Table: Early in their marriage, the Batterberrys had a round table for eight. “It filled more of the room,” and Ariane replaced it with “a long, narrow one that allowed me more room for storage and perhaps works even better socially.”

The kitchen: James Beard once called Michael Batterberry “the best chef in America outside of a professional kitchen.”

Art: The red paint is by Michael Batterberry. “Both objects are reflectors from an Italian church. They would be behind the altar to reflect the light; they need polishing. I think they are brass.

The dresser: “The large cabinet that holds all our china, the one that takes up the whole corner – we bought it from the same French antique dealer we got the large frame from.” The 17th century piece is “a dresser, where the priests kept their robes”.

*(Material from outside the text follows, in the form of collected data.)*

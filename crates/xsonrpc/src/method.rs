//! Registered methods and the adapters that bind native Rust callables to the
//! uniform `&[Value] -> Result<Value, Fault>` call signature.

use std::fmt;

use crate::dispatcher::Dispatcher;
use crate::error::Fault;
use crate::value::{Array, Binary, DateTime, Struct, Value, ValueType};

/// Type-erased callable stored by the dispatcher
pub type Method = Box<dyn Fn(&[Value]) -> Result<Value, Fault> + Send + Sync>;

/// Callable that also needs the dispatcher it is registered on
pub(crate) type SystemMethod =
    Box<dyn Fn(&Dispatcher, &[Value]) -> Result<Value, Fault> + Send + Sync>;

pub(crate) enum Callable {
    Plain(Method),
    System(SystemMethod),
}

/// Extract a native parameter from a [`Value`]
pub trait FromValue: Sized {
    fn from_value(value: &Value) -> Result<Self, Fault>;
}

impl FromValue for Value {
    fn from_value(value: &Value) -> Result<Self, Fault> {
        Ok(value.clone())
    }
}

impl FromValue for bool {
    fn from_value(value: &Value) -> Result<Self, Fault> {
        value.as_bool()
    }
}

impl FromValue for i32 {
    fn from_value(value: &Value) -> Result<Self, Fault> {
        value.as_i32()
    }
}

impl FromValue for i64 {
    fn from_value(value: &Value) -> Result<Self, Fault> {
        value.as_i64()
    }
}

impl FromValue for f64 {
    fn from_value(value: &Value) -> Result<Self, Fault> {
        value.as_double()
    }
}

impl FromValue for String {
    fn from_value(value: &Value) -> Result<Self, Fault> {
        value.as_str().map(str::to_string)
    }
}

impl FromValue for Binary {
    fn from_value(value: &Value) -> Result<Self, Fault> {
        value.as_binary().map(<[u8]>::to_vec)
    }
}

impl FromValue for DateTime {
    fn from_value(value: &Value) -> Result<Self, Fault> {
        value.as_datetime().copied()
    }
}

impl FromValue for Array {
    fn from_value(value: &Value) -> Result<Self, Fault> {
        value.as_array().cloned()
    }
}

impl FromValue for Struct {
    fn from_value(value: &Value) -> Result<Self, Fault> {
        value.as_struct().cloned()
    }
}

/// Convert what a native callable returns into a call result
pub trait IntoMethodResult {
    fn into_method_result(self) -> Result<Value, Fault>;
}

macro_rules! impl_into_method_result {
    ($($ty:ty),*) => {
        $(
            impl IntoMethodResult for $ty {
                fn into_method_result(self) -> Result<Value, Fault> {
                    Ok(Value::from(self))
                }
            }

            impl IntoMethodResult for Result<$ty, Fault> {
                fn into_method_result(self) -> Result<Value, Fault> {
                    self.map(Value::from)
                }
            }
        )*
    };
}

impl_into_method_result!(
    (),
    Value,
    bool,
    i32,
    i64,
    f64,
    String,
    &'static str,
    Binary,
    DateTime,
    Array,
    Struct
);

/// A native callable that can be registered with
/// [`Dispatcher::add_method`](crate::Dispatcher::add_method).
///
/// Implemented for every `Fn(A1, .., An) -> R` with up to eight parameters
/// where each `Ai: FromValue` and `R: IntoMethodResult`. `Args` only
/// distinguishes the arities and is inferred at the registration site.
pub trait Handler<Args>: Send + Sync + 'static {
    fn call(&self, params: &[Value]) -> Result<Value, Fault>;
}

impl<F, R> Handler<()> for F
where
    F: Fn() -> R + Send + Sync + 'static,
    R: IntoMethodResult,
{
    fn call(&self, params: &[Value]) -> Result<Value, Fault> {
        if !params.is_empty() {
            return Err(Fault::invalid_parameters());
        }
        self().into_method_result()
    }
}

macro_rules! impl_handler {
    ($($arg:ident $param:ident),+) => {
        impl<F, R, $($arg),+> Handler<($($arg,)+)> for F
        where
            F: Fn($($arg),+) -> R + Send + Sync + 'static,
            R: IntoMethodResult,
            $($arg: FromValue,)+
        {
            fn call(&self, params: &[Value]) -> Result<Value, Fault> {
                let [$($param),+] = params else {
                    return Err(Fault::invalid_parameters());
                };
                self($($arg::from_value($param)?),+).into_method_result()
            }
        }
    };
}

impl_handler!(A1 p1);
impl_handler!(A1 p1, A2 p2);
impl_handler!(A1 p1, A2 p2, A3 p3);
impl_handler!(A1 p1, A2 p2, A3 p3, A4 p4);
impl_handler!(A1 p1, A2 p2, A3 p3, A4 p4, A5 p5);
impl_handler!(A1 p1, A2 p2, A3 p3, A4 p4, A5 p5, A6 p6);
impl_handler!(A1 p1, A2 p2, A3 p3, A4 p4, A5 p5, A6 p6, A7 p7);
impl_handler!(A1 p1, A2 p2, A3 p3, A4 p4, A5 p5, A6 p6, A7 p7, A8 p8);

/// One registered method: the callable plus its introspection metadata
pub struct MethodWrapper {
    callable: Callable,
    help_text: String,
    signatures: Vec<Vec<ValueType>>,
    hidden: bool,
}

impl MethodWrapper {
    pub fn new(method: Method) -> Self {
        Self::from_callable(Callable::Plain(method))
    }

    /// Wrap a typed native callable
    pub fn from_handler<H, Args>(handler: H) -> Self
    where
        H: Handler<Args>,
        Args: 'static,
    {
        Self::new(Box::new(move |params: &[Value]| handler.call(params)))
    }

    pub(crate) fn from_callable(callable: Callable) -> Self {
        Self {
            callable,
            help_text: String::new(),
            signatures: Vec::new(),
            hidden: false,
        }
    }

    pub fn set_help_text(&mut self, help: impl Into<String>) -> &mut Self {
        self.help_text = help.into();
        self
    }

    pub fn help_text(&self) -> &str {
        &self.help_text
    }

    pub fn has_help_text(&self) -> bool {
        !self.help_text.is_empty()
    }

    /// Declare one signature, return type first. Purely informational: it is
    /// not checked against the callable.
    pub fn add_signature(&mut self, return_type: ValueType, parameter_types: &[ValueType]) -> &mut Self {
        let mut signature = Vec::with_capacity(parameter_types.len() + 1);
        signature.push(return_type);
        signature.extend_from_slice(parameter_types);
        self.signatures.push(signature);
        self
    }

    pub fn signatures(&self) -> &[Vec<ValueType>] {
        &self.signatures
    }

    /// Hidden methods are left out of `system.listMethods` and refused by
    /// the other introspection methods
    pub fn set_hidden(&mut self, hidden: bool) -> &mut Self {
        self.hidden = hidden;
        self
    }

    pub fn is_hidden(&self) -> bool {
        self.hidden
    }

    pub(crate) fn invoke(&self, dispatcher: &Dispatcher, params: &[Value]) -> Result<Value, Fault> {
        match &self.callable {
            Callable::Plain(method) => method(params),
            Callable::System(method) => method(dispatcher, params),
        }
    }
}

impl fmt::Debug for MethodWrapper {
    fn fmt(&self, f: &mut fmt::Formatter<'_>) -> fmt::Result {
        f.debug_struct("MethodWrapper")
            .field("help_text", &self.help_text)
            .field("signatures", &self.signatures)
            .field("hidden", &self.hidden)
            .finish_non_exhaustive()
    }
}

#[cfg(test)]
mod tests {
    use super::*;
    use crate::error::FaultCode;

    fn call<Args: 'static>(handler: impl Handler<Args>, params: &[Value]) -> Result<Value, Fault> {
        MethodWrapper::from_handler(handler).invoke(&Dispatcher::new(), params)
    }

    fn add(a: i32, b: i32) -> i32 {
        a + b
    }

    #[test]
    fn test_typed_arguments() {
        assert_eq!(call(add, &[Value::from(2), Value::from(3)]), Ok(Value::from(5)));
        assert_eq!(
            call(|a: String, b: String| a + &b, &[Value::from("ab"), Value::from("cd")]),
            Ok(Value::from("abcd"))
        );
        assert_eq!(call(|| true, &[]), Ok(Value::from(true)));
    }

    #[test]
    fn test_arity_mismatch() {
        let expected = FaultCode::InvalidParameters.code();
        assert_eq!(call(add, &[Value::from(1)]).unwrap_err().code(), expected);
        assert_eq!(
            call(add, &[Value::from(1), Value::from(2), Value::from(3)])
                .unwrap_err()
                .code(),
            expected
        );
        assert_eq!(call(|| 1, &[Value::Nil]).unwrap_err().code(), expected);
    }

    #[test]
    fn test_type_mismatch() {
        let fault = call(add, &[Value::from(1), Value::from(2i64)]).unwrap_err();
        assert_eq!(fault.kind(), Some(FaultCode::InvalidParameters));
    }

    #[test]
    fn test_unit_return_is_nil() {
        assert_eq!(call(|_: bool| (), &[Value::from(false)]), Ok(Value::Nil));
    }

    #[test]
    fn test_fault_return_propagates() {
        let divide = |a: f64, b: f64| -> Result<f64, Fault> {
            if b == 0.0 {
                Err(Fault::new("division by zero", 1))
            } else {
                Ok(a / b)
            }
        };
        assert_eq!(call(divide, &[Value::from(1.0), Value::from(4.0)]), Ok(Value::from(0.25)));
        assert_eq!(
            call(divide, &[Value::from(1.0), Value::from(0.0)]),
            Err(Fault::new("division by zero", 1))
        );
    }

    #[test]
    fn test_value_parameter_is_passed_through() {
        let echo = |value: Value| value;
        let input = Value::from(vec![Value::from(1), Value::from("x")]);
        assert_eq!(call(echo, std::slice::from_ref(&input)), Ok(input));
    }

    #[test]
    fn test_metadata() {
        let mut method = MethodWrapper::new(Box::new(|params: &[Value]| -> Result<Value, Fault> {
            Ok(params.first().cloned().unwrap_or(Value::from(true)))
        }));
        assert!(!method.has_help_text());
        method
            .set_help_text("test help")
            .add_signature(ValueType::Boolean, &[])
            .add_signature(ValueType::String, &[ValueType::String])
            .add_signature(ValueType::Integer32, &[ValueType::String, ValueType::Boolean]);

        assert!(method.has_help_text());
        assert_eq!(method.help_text(), "test help");
        assert_eq!(
            method.signatures(),
            &[
                vec![ValueType::Boolean],
                vec![ValueType::String, ValueType::String],
                vec![ValueType::Integer32, ValueType::String, ValueType::Boolean],
            ]
        );

        let dispatcher = Dispatcher::new();
        assert_eq!(method.invoke(&dispatcher, &[]), Ok(Value::from(true)));
        assert_eq!(
            method.invoke(&dispatcher, &[Value::from("foobar")]),
            Ok(Value::from("foobar"))
        );
    }
}
use serde_json::{Map, Value as JsonValue};
use tracing::debug;

use super::*;
use crate::error::Fault;
use crate::request::Request;
use crate::response::Response;
use crate::util::parse_iso8601;
use crate::value::Value;
use crate::writer::Reader;

/// Decodes one JSON-RPC 2.0 document
#[derive(Debug)]
pub struct JsonReader {
    document: JsonValue,
}

impl JsonReader {
    /// Parse `data`. Invalid UTF-8 yields `InvalidCharacterFault`, any other
    /// syntax error `NotWellFormedFault`.
    pub fn new(data: &[u8]) -> Result<Self, Fault> {
        let text = std::str::from_utf8(data).map_err(|err| {
            debug!(error = %err, "JSON-RPC document is not valid UTF-8");
            Fault::invalid_character()
        })?;
        let document = serde_json::from_str(text).map_err(|err| {
            debug!(error = %err, "malformed JSON");
            Fault::not_well_formed()
        })?;
        Ok(Self { document })
    }

    fn envelope(&self, what: &str) -> Result<&Map<String, JsonValue>, Fault> {
        let members = self
            .document
            .as_object()
            .ok_or_else(|| Fault::invalid_json_rpc(&format!("{} is not an object", what)))?;
        match members.get(JSONRPC_NAME).and_then(JsonValue::as_str) {
            Some(JSONRPC_VERSION) => Ok(members),
            _ => Err(Fault::invalid_json_rpc("missing or invalid jsonrpc version")),
        }
    }
}

impl Reader for JsonReader {
    fn get_request(&mut self) -> Result<Request, Fault> {
        let members = self.envelope("request")?;

        let method_name = members
            .get(METHOD_NAME)
            .and_then(JsonValue::as_str)
            .ok_or_else(|| Fault::invalid_json_rpc("missing or invalid method"))?;

        let parameters = match members.get(PARAMS_NAME) {
            None => Vec::new(),
            Some(JsonValue::Array(params)) => params.iter().map(decode).collect(),
            Some(JsonValue::Object(_)) => {
                return Err(Fault::invalid_json_rpc("params must be an array"));
            }
            Some(_) => return Err(Fault::invalid_json_rpc("invalid params")),
        };

        let id = decode_id(members.get(ID_NAME))?;
        Ok(Request::with_id(method_name, parameters, id))
    }

    fn get_response(&mut self) -> Result<Response, Fault> {
        let members = self.envelope("response")?;
        let id = decode_id(members.get(ID_NAME))?;

        if let Some(result) = members.get(RESULT_NAME) {
            return Ok(Response::success(decode(result), id));
        }

        let error = members
            .get(ERROR_NAME)
            .ok_or_else(|| Fault::invalid_json_rpc("missing result or error"))?
            .as_object()
            .ok_or_else(|| Fault::invalid_json_rpc("error is not an object"))?;
        let code = error
            .get(ERROR_CODE_NAME)
            .and_then(JsonValue::as_i64)
            .and_then(|code| i32::try_from(code).ok())
            .ok_or_else(|| Fault::invalid_json_rpc("missing or invalid error code"))?;
        let message = error
            .get(ERROR_MESSAGE_NAME)
            .and_then(JsonValue::as_str)
            .ok_or_else(|| Fault::invalid_json_rpc("missing or invalid error message"))?;
        Ok(Response::fault(code, message, id))
    }

    fn get_value(&mut self) -> Result<Value, Fault> {
        Ok(decode(&self.document))
    }
}

/// `null` and a missing id both mean "no id"
fn decode_id(id: Option<&JsonValue>) -> Result<Value, Fault> {
    match id {
        None | Some(JsonValue::Null) => Ok(Value::Nil),
        Some(id @ (JsonValue::String(_) | JsonValue::Number(_))) => Ok(decode(id)),
        Some(_) => Err(Fault::invalid_json_rpc("invalid id")),
    }
}

pub(crate) fn decode(value: &JsonValue) -> Value {
    match value {
        JsonValue::Null => Value::Nil,
        JsonValue::Bool(value) => Value::Boolean(*value),
        JsonValue::Number(number) => match number.as_i64() {
            Some(integer) => match i32::try_from(integer) {
                Ok(integer) => Value::Integer32(integer),
                Err(_) => Value::Integer64(integer),
            },
            None => Value::Double(number.as_f64().unwrap_or(f64::NAN)),
        },
        JsonValue::String(text) => match parse_iso8601(text) {
            Some(datetime) if text.trim() == text => Value::DateTime(datetime),
            _ => Value::String(text.clone()),
        },
        JsonValue::Array(elements) => Value::Array(elements.iter().map(decode).collect()),
        JsonValue::Object(members) => Value::Struct(
            members
                .iter()
                .map(|(name, member)| (name.clone(), decode(member)))
                .collect(),
        ),
    }
}
//! JSON-RPC 2.0 codec.
//!
//! Values map onto JSON as follows: `Nil` is `null`, both integer widths are
//! numbers, `DateTime` is a `YYYYMMDDTHH:MM:SS` string and `Binary` is an
//! unwrapped base64 string. On input, strings in the date/time format become
//! `DateTime`, integers that fit in 32 bits become `Integer32` and base64
//! strings stay strings.

mod reader;
mod writer;

pub use reader::JsonReader;
pub use writer::JsonWriter;

pub const JSONRPC_NAME: &str = "jsonrpc";
pub const JSONRPC_VERSION: &str = "2.0";

pub const METHOD_NAME: &str = "method";
pub const PARAMS_NAME: &str = "params";
pub const ID_NAME: &str = "id";
pub const RESULT_NAME: &str = "result";
pub const ERROR_NAME: &str = "error";
pub const ERROR_CODE_NAME: &str = "code";
pub const ERROR_MESSAGE_NAME: &str = "message";
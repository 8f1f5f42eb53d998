//! Base64 and ISO 8601 helpers shared by the codecs

use base64::Engine;
use base64::alphabet;
use base64::engine::{DecodePaddingMode, GeneralPurpose, GeneralPurposeConfig};
use chrono::NaiveDateTime;

/// `YYYYMMDDTHH:MM:SS`, no timezone
pub const DATE_TIME_FORMAT: &str = "%Y%m%dT%H:%M:%S";

/// Line length of wrapped base64 output
pub const BASE64_LINE_LENGTH: usize = 76;

const BASE64: GeneralPurpose = GeneralPurpose::new(
    &alphabet::STANDARD,
    GeneralPurposeConfig::new().with_decode_padding_mode(DecodePaddingMode::Indifferent),
);

pub fn format_iso8601(value: &NaiveDateTime) -> String {
    value.format(DATE_TIME_FORMAT).to_string()
}

pub fn parse_iso8601(text: &str) -> Option<NaiveDateTime> {
    NaiveDateTime::parse_from_str(text.trim(), DATE_TIME_FORMAT).ok()
}

/// Base64 without line breaks
pub fn base64_encode(data: &[u8]) -> String {
    BASE64.encode(data)
}

/// Base64 broken into lines of 76 characters separated by CRLF
pub fn base64_encode_wrapped(data: &[u8]) -> String {
    let encoded = BASE64.encode(data);
    if encoded.len() <= BASE64_LINE_LENGTH {
        return encoded;
    }

    let mut wrapped = String::with_capacity(encoded.len() + 2 * (encoded.len() / BASE64_LINE_LENGTH));
    // base64 output is ASCII, so byte chunks are valid str boundaries
    for (i, line) in encoded.as_bytes().chunks(BASE64_LINE_LENGTH).enumerate() {
        if i > 0 {
            wrapped.push_str("\r\n");
        }
        wrapped.extend(line.iter().map(|&b| char::from(b)));
    }
    wrapped
}

/// Decode base64, skipping whitespace and line breaks
pub fn base64_decode(text: &str) -> Option<Vec<u8>> {
    let compact: String = text.chars().filter(|c| !c.is_ascii_whitespace()).collect();
    BASE64.decode(compact).ok()
}

#[cfg(test)]
mod tests {
    use super::*;
    use chrono::NaiveDate;

    #[test]
    fn test_datetime_format() {
        let dt = NaiveDate::from_ymd_opt(1998, 7, 17)
            .unwrap()
            .and_hms_opt(14, 8, 55)
            .unwrap();
        assert_eq!(format_iso8601(&dt), "19980717T14:08:55");
        assert_eq!(parse_iso8601("19980717T14:08:55"), Some(dt));
        assert_eq!(parse_iso8601(" 19980717T14:08:55\n"), Some(dt));
        assert_eq!(parse_iso8601("1998-07-17T14:08:55"), None);
        assert_eq!(parse_iso8601("19980717T14:08:55Z"), None);
    }

    #[test]
    fn test_base64_short_output_is_not_wrapped() {
        // 57 bytes encode to exactly one full line
        let data = vec![0xA5u8; 57];
        let encoded = base64_encode_wrapped(&data);
        assert_eq!(encoded.len(), BASE64_LINE_LENGTH);
        assert!(!encoded.contains('\r'));
        assert_eq!(base64_encode_wrapped(b""), "");
    }

    #[test]
    fn test_base64_wraps_at_76_columns() {
        let data: Vec<u8> = (0..=255u8).cycle().take(200).collect();
        let encoded = base64_encode_wrapped(&data);

        let lines: Vec<&str> = encoded.split("\r\n").collect();
        assert_eq!(lines.len(), 4);
        assert!(lines[..3].iter().all(|line| line.len() == BASE64_LINE_LENGTH));
        assert!(lines[3].len() <= BASE64_LINE_LENGTH);
        assert_eq!(encoded.matches("\r\n").count(), 3);
        assert!(!encoded.replace("\r\n", "").contains(['\r', '\n']));

        assert_eq!(base64_decode(&encoded), Some(data));
    }

    #[test]
    fn test_base64_first_break_position() {
        let data = vec![7u8; 58];
        let encoded = base64_encode_wrapped(&data);
        assert_eq!(encoded.find("\r\n"), Some(BASE64_LINE_LENGTH));
        assert_eq!(encoded.matches("\r\n").count(), 1);
    }

    #[test]
    fn test_base64_decode_tolerates_missing_padding() {
        assert_eq!(base64_decode("Zm9vYg"), Some(b"foob".to_vec()));
        assert_eq!(base64_decode("Zm9v\r\nYmFy"), Some(b"foobar".to_vec()));
        assert_eq!(base64_decode("!!!"), None);
    }
}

The home : “When we were young, we didn’t have a lot of money, and when we found a good deal that we liked, we tended to think of a way to use it. And we found a roll of this cotton and we said, ‘Okay! A curtain at the entrance.’ The painting of a horse standing on its hind legs is by Geoffrey Holder. “Geoffrey and Michael were very close friends, and when they were young they shared a studio. And Geoffrey gave this painting to Michael.